Bicara koperasi, selalu identik dengan bantuan. Itu karena di masa lalu, koperasi mendapat banyak sekali “suntikan” bantuan dengan berbagai nama, besaran uang, dan pola pencairannya.
“Pola-pola penyaluran bantuan kepada koperasi di masa lalu, justru memanjakan koperasi. Itu membuat koperasi tidak dikelola dengan baik dan kemudian melupakan akarnya, yaitu menyejahterakan anggota,” tegas pengamat ekonomi dari Universitas Udayana I Gusti Wayan Murjana Yasa.

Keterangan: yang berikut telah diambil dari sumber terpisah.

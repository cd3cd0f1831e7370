//! The fact store
//!
//! A deduplicating map from formula to proof record. Facts are appended and
//! never removed, so a fact's index (its insertion position) is stable for
//! the lifetime of the pool and doubles as its identifier.
//!
//! Besides the main map the pool keeps a consequent index: for every fact
//! `(X => Y)` it records the fact under `Y`. The backward prover uses it to
//! find the implications that conclude a given goal.

use crate::error::{ProverError, Result};
use crate::logic::Formula;
use indexmap::IndexMap;
use std::cell::Cell;
use std::collections::HashMap;
use std::fmt;

/// Position of a fact in the pool
#[derive(Debug, Copy, Clone, PartialEq, Eq, Hash, PartialOrd, Ord)]
pub struct FactId(pub(crate) usize);

impl FactId {
    pub fn as_usize(self) -> usize {
        self.0
    }
}

impl fmt::Display for FactId {
    fn fmt(&self, f: &mut fmt::Formatter<'_>) -> fmt::Result {
        fmt::Display::fmt(&self.0, f)
    }
}

/// How a fact entered the pool
#[derive(Debug, Clone, PartialEq, Eq)]
pub enum Provenance {
    /// Instance of `template` with meta-variables `A`, `B`, `C` bound in order
    Axiom {
        template: Formula,
        bindings: [Formula; 3],
    },
    /// From `implication = (antecedent => this)` and `antecedent`
    ModusPonens {
        implication: FactId,
        antecedent: FactId,
    },
    /// Proved by the backward prover
    Deduction,
}

impl Provenance {
    pub fn rule_name(&self) -> &'static str {
        match self {
            Provenance::Axiom { .. } => "axiom",
            Provenance::ModusPonens { .. } => "modus_ponens",
            Provenance::Deduction => "deduction",
        }
    }

    /// Premise facts, antecedent first
    pub fn premises(&self) -> Vec<FactId> {
        match self {
            Provenance::ModusPonens {
                implication,
                antecedent,
            } => vec![*antecedent, *implication],
            _ => vec![],
        }
    }
}

/// A formula known to be derivable, with its justification
#[derive(Debug, Clone)]
pub struct Fact {
    pub formula: Formula,
    pub index: FactId,
    pub provenance: Provenance,
    printed: bool,
    visited: Cell<bool>,
}

impl Fact {
    /// Already emitted by the current history reconstruction
    pub fn is_printed(&self) -> bool {
        self.printed
    }

    /// Currently on the backward prover's exploration path
    pub fn is_visited(&self) -> bool {
        self.visited.get()
    }

    pub(crate) fn set_visited(&self, visited: bool) {
        self.visited.set(visited);
    }
}

/// Deduplicating, append-only fact store
#[derive(Debug, Clone, Default)]
pub struct Pool {
    facts: IndexMap<Formula, Fact>,
    by_consequent: HashMap<Formula, Vec<FactId>>,
    /// Maximum number of facts (0 means no limit)
    max_facts: usize,
}

impl Pool {
    pub fn new() -> Self {
        Self::with_limit(0)
    }

    /// Pool that refuses to grow beyond `max_facts` entries (0 means no limit)
    pub fn with_limit(max_facts: usize) -> Self {
        Pool {
            facts: IndexMap::new(),
            by_consequent: HashMap::new(),
            max_facts,
        }
    }

    pub fn len(&self) -> usize {
        self.facts.len()
    }

    pub fn is_empty(&self) -> bool {
        self.facts.is_empty()
    }

    pub fn contains(&self, formula: &Formula) -> bool {
        self.facts.contains_key(formula)
    }

    pub fn get(&self, formula: &Formula) -> Option<&Fact> {
        self.facts.get(formula)
    }

    pub fn id_of(&self, formula: &Formula) -> Option<FactId> {
        self.facts.get_index_of(formula).map(FactId)
    }

    /// Look up a fact by id.
    ///
    /// # Panics
    /// If `id` was not issued by this pool.
    pub fn fact(&self, id: FactId) -> &Fact {
        &self.facts[id.0]
    }

    /// Insert a new fact.
    ///
    /// Returns `Ok(None)` without touching the pool if the formula is already
    /// present, and `CapacityExceeded` if the pool is full.
    pub fn insert(&mut self, formula: Formula, provenance: Provenance) -> Result<Option<FactId>> {
        if self.facts.contains_key(&formula) {
            return Ok(None);
        }
        if self.max_facts != 0 && self.facts.len() >= self.max_facts {
            return Err(ProverError::CapacityExceeded {
                limit: self.max_facts,
            });
        }

        let id = FactId(self.facts.len());
        if let Some((_, consequent)) = formula.as_implies() {
            self.by_consequent
                .entry(consequent.clone())
                .or_default()
                .push(id);
        }
        let fact = Fact {
            formula: formula.clone(),
            index: id,
            provenance,
            printed: false,
            visited: Cell::new(false),
        };
        self.facts.insert(formula, fact);
        Ok(Some(id))
    }

    /// Facts of the form `(X => consequent)`, in ascending index order
    pub fn facts_with_consequent(&self, consequent: &Formula) -> &[FactId] {
        self.by_consequent
            .get(consequent)
            .map(Vec::as_slice)
            .unwrap_or(&[])
    }

    pub fn iter(&self) -> impl Iterator<Item = &Fact> + '_ {
        self.facts.values()
    }

    /// Mark a fact printed; returns false if it already was
    pub(crate) fn mark_printed(&mut self, id: FactId) -> bool {
        let fact = &mut self.facts[id.0];
        !std::mem::replace(&mut fact.printed, true)
    }

    /// Start a new history reconstruction pass
    pub fn reset_printed(&mut self) {
        for fact in self.facts.values_mut() {
            fact.printed = false;
        }
    }

    /// True if any fact is still marked visited
    pub fn any_visited(&self) -> bool {
        self.facts.values().any(|f| f.is_visited())
    }
}
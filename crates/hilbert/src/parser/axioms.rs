//! Axiom schema files
//!
//! One template per line. Lines whose first character is `#` are comments;
//! blank lines are skipped. Atoms named `A`, `B` and `C` are meta-variables.

use super::formula::{parse_formula_with_limit, ParseLimits};
use crate::error::{ProverError, Result};
use crate::logic::Formula;
use std::fs;
use std::path::Path;
use tracing::debug;

/// Parse axiom templates from text
pub fn parse_axioms(text: &str, limits: ParseLimits) -> Result<Vec<Formula>> {
    let mut templates = Vec::new();
    for (i, line) in text.lines().enumerate() {
        if line.starts_with('#') || line.trim().is_empty() {
            continue;
        }
        let template =
            parse_formula_with_limit(line, limits).map_err(|e| ProverError::AxiomLine {
                line: i + 1,
                source: Box::new(e),
            })?;
        templates.push(template);
    }
    Ok(templates)
}

/// Read and parse an axiom file
pub fn load_axioms(path: impl AsRef<Path>, limits: ParseLimits) -> Result<Vec<Formula>> {
    let path = path.as_ref();
    let text = fs::read_to_string(path)?;
    let templates = parse_axioms(&text, limits)?;
    debug!(path = %path.display(), count = templates.len(), "loaded axiom templates");
    Ok(templates)
}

Ditegaskan Murjana, bantuan-bantuan bagi pengembangan koperasi tetap diperlukan. Hanya saja, pola penyalurannya diharapkan bisa memberdayakan koperasi, bukan sekadar memanjakan. “Sayangnya, di masa lalu, bantuan-bantuan yang disalurkan cenderung memanjakan koperasi. Itu membuat banyak koperasi kolaps paska tidak lagi mendapat jatah bantuan,” ujarnya.
Selain bantuan keuangan, kata dia, pemerintah bisa memfasilitasi dengan aspek kemandirian, serta pemberian pelatihan agar pengurus menjadi lebih professional. Dalam pelatihan serupa, juga dinilai penting memberi pemahaman lebih mendalam tentang azas koperasi itu sendiri.

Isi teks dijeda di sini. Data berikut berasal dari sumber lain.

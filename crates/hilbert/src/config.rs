//! Prover configuration types.

use crate::logic::{MAX_ATOM_LEN, MAX_FORMULA_DEPTH};
use crate::parser::ParseLimits;
use crate::saturation::{SaturationConfig, DEFAULT_MAX_DEPTH};

/// Configuration for a proof attempt
#[derive(Debug, Clone, PartialEq, Eq)]
pub struct ProverConfig {
    /// Print every admitted axiom instance
    pub print_axioms: bool,
    /// Print the derivation of the goal once proved
    pub print_history: bool,
    /// Add the negation of every goal subformula to the term universe
    pub negated_terms: bool,
    /// Add `(goal => goal)` to the term universe
    pub self_implication: bool,
    /// Fall back to backward search when saturation misses the goal
    pub backward_search: bool,
    /// Print the derivation as JSON
    pub json: bool,
    /// Recursion bound for backward search
    pub max_depth: usize,
    /// Saturation pass cap (0 means no limit)
    pub max_passes: usize,
    /// Fact store capacity (0 means no limit)
    pub max_facts: usize,
    /// Longest accepted atom name
    pub max_atom_len: usize,
    /// Deepest accepted nesting of a goal or axiom template
    pub max_formula_depth: usize,
}

impl Default for ProverConfig {
    fn default() -> Self {
        ProverConfig {
            print_axioms: false,
            print_history: true,
            negated_terms: false,
            self_implication: false,
            backward_search: false,
            json: false,
            max_depth: DEFAULT_MAX_DEPTH,
            max_passes: 0, // 0 means no limit
            max_facts: 0,  // 0 means no limit
            max_atom_len: MAX_ATOM_LEN,
            max_formula_depth: MAX_FORMULA_DEPTH,
        }
    }
}

impl ProverConfig {
    /// Apply a `+name` / `-name` toggle. Returns false for anything that is
    /// not a known toggle.
    pub fn apply_toggle(&mut self, toggle: &str) -> bool {
        let (value, name) = if let Some(name) = toggle.strip_prefix('+') {
            (true, name)
        } else if let Some(name) = toggle.strip_prefix('-') {
            (false, name)
        } else {
            return false;
        };
        let flag = match name {
            "axioms" => &mut self.print_axioms,
            "history" => &mut self.print_history,
            "neg" => &mut self.negated_terms,
            "self_impl" => &mut self.self_implication,
            "backward" => &mut self.backward_search,
            "json" => &mut self.json,
            _ => return false,
        };
        *flag = value;
        true
    }

    /// Limits for parsing goals and axiom templates
    pub fn parse_limits(&self) -> ParseLimits {
        ParseLimits {
            max_atom_len: self.max_atom_len,
            max_depth: self.max_formula_depth,
        }
    }

    pub fn saturation(&self) -> SaturationConfig {
        SaturationConfig {
            max_passes: self.max_passes,
        }
    }
}
//! JSON serialization types for derivations

use crate::logic::{Formula, TermUniverse};
use crate::pool::{Fact, Pool, Provenance};
use crate::trace::History;
use serde::{Deserialize, Serialize};

/// JSON representation of one derivation step
#[derive(Debug, Clone, PartialEq, Eq, Serialize, Deserialize)]
#[serde(tag = "rule", rename_all = "snake_case")]
pub enum StepJson {
    Axiom {
        index: usize,
        formula: String,
        template: String,
        a: String,
        b: String,
        c: String,
    },
    ModusPonens {
        index: usize,
        formula: String,
        implication: usize,
        antecedent: usize,
    },
    Deduction {
        index: usize,
        formula: String,
    },
}

impl StepJson {
    pub fn from_fact(fact: &Fact) -> Self {
        let index = fact.index.as_usize();
        let formula = fact.formula.to_string();
        match &fact.provenance {
            Provenance::Axiom { template, bindings } => StepJson::Axiom {
                index,
                formula,
                template: template.to_string(),
                a: bindings[0].to_string(),
                b: bindings[1].to_string(),
                c: bindings[2].to_string(),
            },
            Provenance::ModusPonens {
                implication,
                antecedent,
            } => StepJson::ModusPonens {
                index,
                formula,
                implication: implication.as_usize(),
                antecedent: antecedent.as_usize(),
            },
            Provenance::Deduction => StepJson::Deduction { index, formula },
        }
    }
}

/// JSON representation of a proof attempt
#[derive(Debug, Clone, PartialEq, Eq, Serialize, Deserialize)]
pub struct TraceJson {
    pub goal: String,
    pub proved: bool,
    pub terms: Vec<String>,
    pub facts: usize,
    #[serde(skip_serializing_if = "Vec::is_empty", default)]
    pub steps: Vec<StepJson>,
}

impl TraceJson {
    pub fn new(goal: &Formula, terms: &TermUniverse, pool: &Pool, history: Option<&History>) -> Self {
        TraceJson {
            goal: goal.to_string(),
            proved: history.is_some(),
            terms: terms.iter().map(|t| t.to_string()).collect(),
            facts: pool.len(),
            steps: history
                .map(|h| {
                    h.steps()
                        .iter()
                        .map(|&id| StepJson::from_fact(pool.fact(id)))
                        .collect()
                })
                .unwrap_or_default(),
        }
    }
}

#[cfg(test)]
mod tests {
    use super::*;
    use crate::parser::parse_formula;
    use crate::pool::FactId;

    fn f(s: &str) -> Formula {
        parse_formula(s).unwrap()
    }

    #[test]
    fn test_step_serialization() {
        let mut pool = Pool::new();
        let p = pool.insert(f("p"), Provenance::Deduction).unwrap().unwrap();
        let pq = pool
            .insert(
                f("(p => q)"),
                Provenance::Axiom {
                    template: f("(A => B)"),
                    bindings: [f("p"), f("q"), f("p")],
                },
            )
            .unwrap()
            .unwrap();
        let q = pool
            .insert(f("q"), Provenance::ModusPonens { implication: pq, antecedent: p })
            .unwrap()
            .unwrap();

        let json = serde_json::to_value(StepJson::from_fact(pool.fact(q))).unwrap();
        assert_eq!(
            json,
            serde_json::json!({
                "rule": "modus_ponens",
                "index": 2,
                "formula": "q",
                "implication": 1,
                "antecedent": 0,
            })
        );

        let json = serde_json::to_value(StepJson::from_fact(pool.fact(pq))).unwrap();
        assert_eq!(json["rule"], "axiom");
        assert_eq!(json["template"], "(A => B)");
        assert_eq!(json["b"], "q");
        assert_eq!(q, FactId(2));
    }

    #[test]
    fn test_trace_round_trip() {
        let mut pool = Pool::new();
        let id = pool.insert(f("p"), Provenance::Deduction).unwrap().unwrap();
        let history = History::reconstruct(&mut pool, id);
        let terms: TermUniverse = [f("p")].into_iter().collect();

        let trace = TraceJson::new(&f("p"), &terms, &pool, Some(&history));
        let text = serde_json::to_string(&trace).unwrap();
        let parsed: TraceJson = serde_json::from_str(&text).unwrap();
        assert_eq!(parsed, trace);
        assert!(parsed.proved);
        assert_eq!(parsed.steps.len(), 1);
    }

    #[test]
    fn test_unproved_trace_omits_steps() {
        let pool = Pool::new();
        let terms: TermUniverse = [f("Q")].into_iter().collect();
        let trace = TraceJson::new(&f("Q"), &terms, &pool, None);
        let json = serde_json::to_value(&trace).unwrap();
        assert_eq!(json["proved"], false);
        assert!(json.get("steps").is_none());
    }
}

“Perlu upaya untuk lebih memandirikan koperasi sebagai suatu usaha ekonomi kerakyatan. Perlu upaya penjernihan pemahaman tentang azas koperasi sehingga image koperasi yang selama ini agak kurang bagus, bisa diperbaiki,” tegas Murjana, sembari berharap pemerintah juga lebih selektif dalam proses perizinan dan selalu mengevaluasi keberadaan dan penyelenggaraan koperasi.

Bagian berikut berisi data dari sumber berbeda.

//! Proof pipeline: terms, instantiation, saturation, backward search, history.
//!
//! The `Prover` owns the goal, its term universe and the fact store for one
//! proof attempt. Output meant for the user (term list, instantiation trace,
//! derivation) goes to the writer passed to each call; diagnostics go through
//! `tracing`.

use crate::config::ProverConfig;
use crate::error::Result;
use crate::inference::{instantiate, InstantiationReport};
use crate::json::TraceJson;
use crate::logic::{build_terms, Formula, TermUniverse};
use crate::pool::{FactId, Pool, Provenance};
use crate::saturation::{saturate, BackwardProver, SaturationResult};
use crate::trace::{write_axiom_step, History};
use std::io::Write;
use tracing::{debug, info};

/// Which strategy established the goal
#[derive(Debug, Clone, Copy, PartialEq, Eq)]
pub enum ProofMethod {
    /// The goal is in the pool after instantiation and saturation
    Forward,
    /// Backward search succeeded and the goal was added as a deduction
    Backward,
}

/// Result of a proof attempt
#[derive(Debug, Clone, Copy, PartialEq, Eq)]
pub enum ProofOutcome {
    Proved { fact: FactId, method: ProofMethod },
    Unproved,
}

impl ProofOutcome {
    pub fn is_proved(&self) -> bool {
        matches!(self, ProofOutcome::Proved { .. })
    }

    pub fn fact(&self) -> Option<FactId> {
        match self {
            ProofOutcome::Proved { fact, .. } => Some(*fact),
            ProofOutcome::Unproved => None,
        }
    }
}

pub struct Prover {
    goal: Formula,
    config: ProverConfig,
    terms: TermUniverse,
    pool: Pool,
    history: Option<History>,
}

impl Prover {
    /// Set up a proof attempt; builds the term universe from `goal`.
    pub fn new(goal: Formula, config: ProverConfig) -> Self {
        let terms = build_terms(&goal, config.negated_terms, config.self_implication);
        debug!(%goal, terms = terms.len(), "built term universe");
        Prover {
            pool: Pool::with_limit(config.max_facts),
            goal,
            config,
            terms,
            history: None,
        }
    }

    pub fn goal(&self) -> &Formula {
        &self.goal
    }

    pub fn config(&self) -> &ProverConfig {
        &self.config
    }

    pub fn terms(&self) -> &TermUniverse {
        &self.terms
    }

    pub fn pool(&self) -> &Pool {
        &self.pool
    }

    /// Derivation of the goal, available after a successful `prove`
    pub fn history(&self) -> Option<&History> {
        self.history.as_ref()
    }

    /// Write the `TERMS:` block
    pub fn write_terms<W: Write>(&self, out: &mut W) -> Result<()> {
        writeln!(out, "TERMS:")?;
        for term in &self.terms {
            writeln!(out, "    {}", term)?;
        }
        writeln!(out)?;
        Ok(())
    }

    /// Instantiate one template over the term universe. With `print_axioms`
    /// the template and every admitted instance are written to `out`.
    pub fn add_axiom<W: Write>(&mut self, template: &Formula, out: &mut W) -> Result<InstantiationReport> {
        if self.config.print_axioms {
            writeln!(out, "Axiom: {}", template)?;
        }
        let report = instantiate(template, &self.terms, &mut self.pool)?;
        if self.config.print_axioms {
            for &id in &report.admitted {
                write_axiom_step(out, self.pool.fact(id))?;
            }
        }
        Ok(report)
    }

    /// Run the whole pipeline over `templates`.
    pub fn prove<W: Write>(&mut self, templates: &[Formula], out: &mut W) -> Result<ProofOutcome> {
        for template in templates {
            self.add_axiom(template, out)?;
        }
        info!(templates = templates.len(), facts = self.pool.len(), "axioms instantiated");

        let outcome = self.search(out)?;

        if let Some(fact) = outcome.fact() {
            let history = History::reconstruct(&mut self.pool, fact);
            if self.config.print_history {
                history.write_to(&self.pool, out)?;
            }
            self.history = Some(history);
        }
        Ok(outcome)
    }

    /// Saturate, then fall back to backward search if enabled
    fn search<W: Write>(&mut self, out: &mut W) -> Result<ProofOutcome> {
        let result = saturate(&mut self.pool, &self.goal, &self.config.saturation())?;
        if let SaturationResult::GoalFound { fact, passes } = result {
            if passes > 0 {
                writeln!(out, "GOAL FOUND!")?;
            }
            return Ok(ProofOutcome::Proved {
                fact,
                method: ProofMethod::Forward,
            });
        }

        if !self.config.backward_search {
            return Ok(ProofOutcome::Unproved);
        }

        let proved = BackwardProver::new(&self.pool, self.config.max_depth).prove(&self.goal);
        if !proved {
            info!(goal = %self.goal, "backward search failed");
            return Ok(ProofOutcome::Unproved);
        }

        info!(goal = %self.goal, "goal proved by backward search");
        match self.pool.insert(self.goal.clone(), Provenance::Deduction)? {
            Some(fact) => Ok(ProofOutcome::Proved {
                fact,
                method: ProofMethod::Backward,
            }),
            // saturation would have returned GoalFound if the goal were present
            None => Ok(ProofOutcome::Unproved),
        }
    }

    /// Summary of the attempt for JSON export
    pub fn to_json(&self) -> TraceJson {
        TraceJson::new(&self.goal, &self.terms, &self.pool, self.history.as_ref())
    }
}
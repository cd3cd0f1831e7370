//! Error types for the prover

use crate::logic::FormulaError;
use std::io;
use thiserror::Error;

/// A syntax error in formula text.
#[derive(Error, Debug, Clone, PartialEq, Eq)]
#[error("parse error at offset {offset}: {message} (in `{input}`)")]
pub struct ParseError {
    pub input: String,
    pub offset: usize,
    pub message: String,
}

#[derive(Error, Debug)]
pub enum ProverError {
    #[error(transparent)]
    Parse(#[from] ParseError),

    #[error(transparent)]
    Formula(#[from] FormulaError),

    #[error("axiom file line {line}: {source}")]
    AxiomLine {
        line: usize,
        #[source]
        source: Box<ProverError>,
    },

    #[error("meta-variable `{name}` has no binding")]
    UnboundMetaVariable { name: String },

    #[error("fact store capacity of {limit} facts exceeded")]
    CapacityExceeded { limit: usize },

    #[error("no goal formula on standard input")]
    EmptyGoal,

    #[error("IO error: {0}")]
    Io(#[from] io::Error),
}

pub type Result<T> = std::result::Result<T, ProverError>;
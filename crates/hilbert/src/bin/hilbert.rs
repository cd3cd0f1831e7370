//! Command-line prover: reads a goal from stdin and tries to derive it from
//! the axiom schemas in a file.

use clap::Parser;
use hilbert::{load_axioms, parse_formula_with_limit, ProverConfig, ProverError, Prover};
use std::io::{self, BufRead, Write};
use std::path::PathBuf;
use std::process::ExitCode;
use tracing::warn;
use tracing_subscriber::EnvFilter;

#[derive(Parser)]
#[command(name = "hilbert")]
#[command(about = "Prove a propositional goal from Hilbert-style axiom schemas")]
#[command(version)]
struct Cli {
    /// Axiom file: one schema per line over meta-variables A, B and C
    axioms: PathBuf,

    /// Toggles: +axioms, -history, +neg, +self_impl, +backward, +json
    #[arg(trailing_var_arg = true, allow_hyphen_values = true)]
    toggles: Vec<String>,
}

fn main() -> ExitCode {
    tracing_subscriber::fmt()
        .with_env_filter(
            EnvFilter::try_from_default_env().unwrap_or_else(|_| EnvFilter::new("warn")),
        )
        .with_writer(io::stderr)
        .init();

    let cli = Cli::parse();

    match run(&cli) {
        Ok(true) => ExitCode::SUCCESS,
        Ok(false) => ExitCode::FAILURE,
        Err(e) => {
            eprintln!("error: {}", e);
            ExitCode::FAILURE
        }
    }
}

fn run(cli: &Cli) -> Result<bool, ProverError> {
    let mut config = ProverConfig::default();
    for toggle in &cli.toggles {
        if !config.apply_toggle(toggle) {
            warn!(toggle = %toggle, "ignoring unknown toggle");
        }
    }

    let mut line = String::new();
    io::stdin().lock().read_line(&mut line)?;
    let line = line.trim();
    if line.is_empty() {
        return Err(ProverError::EmptyGoal);
    }
    let goal = parse_formula_with_limit(line, config.parse_limits())?;

    let stdout = io::stdout();
    let mut out = stdout.lock();

    let mut prover = Prover::new(goal, config);
    prover.write_terms(&mut out)?;

    let templates = load_axioms(&cli.axioms, prover.config().parse_limits())?;
    let outcome = prover.prove(&templates, &mut out)?;

    if prover.config().json {
        let json = serde_json::to_string_pretty(&prover.to_json())
            .map_err(|e| ProverError::Io(e.into()))?;
        writeln!(out, "{}", json)?;
    }
    out.flush()?;

    Ok(outcome.is_proved())
}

Ketua Koperasi Serba Usaha (KSU) Kharisma Madani, Putu Sumedana Wahyu juga melihat pemerintah memegang peran yang cukup signifikan dalam memanjakan koperasi hingga menjadi lemah seperti saat ini. “Pemberian bantuan dalam berbagai bentunya, sebenarnya memang atas dasar niat baik pemerintah, dan kita mengapresiasi itu.Tetapi di sisi lain, penyalurannya tidak diiringi dengan pembinaan yang menguatkan. Koperasi-koperasi justru terlalu dininabobokkan dengan berbagai macam bantuan ini,” ujar Sumedana.
Bantuan-bantuan secara terus-menerus, ujarnya, telah membuat koperasi menjadi manja. “Jadinya kayak anak mama. Kalau ngga dibantu, ya ngga kerja,” keluhnya.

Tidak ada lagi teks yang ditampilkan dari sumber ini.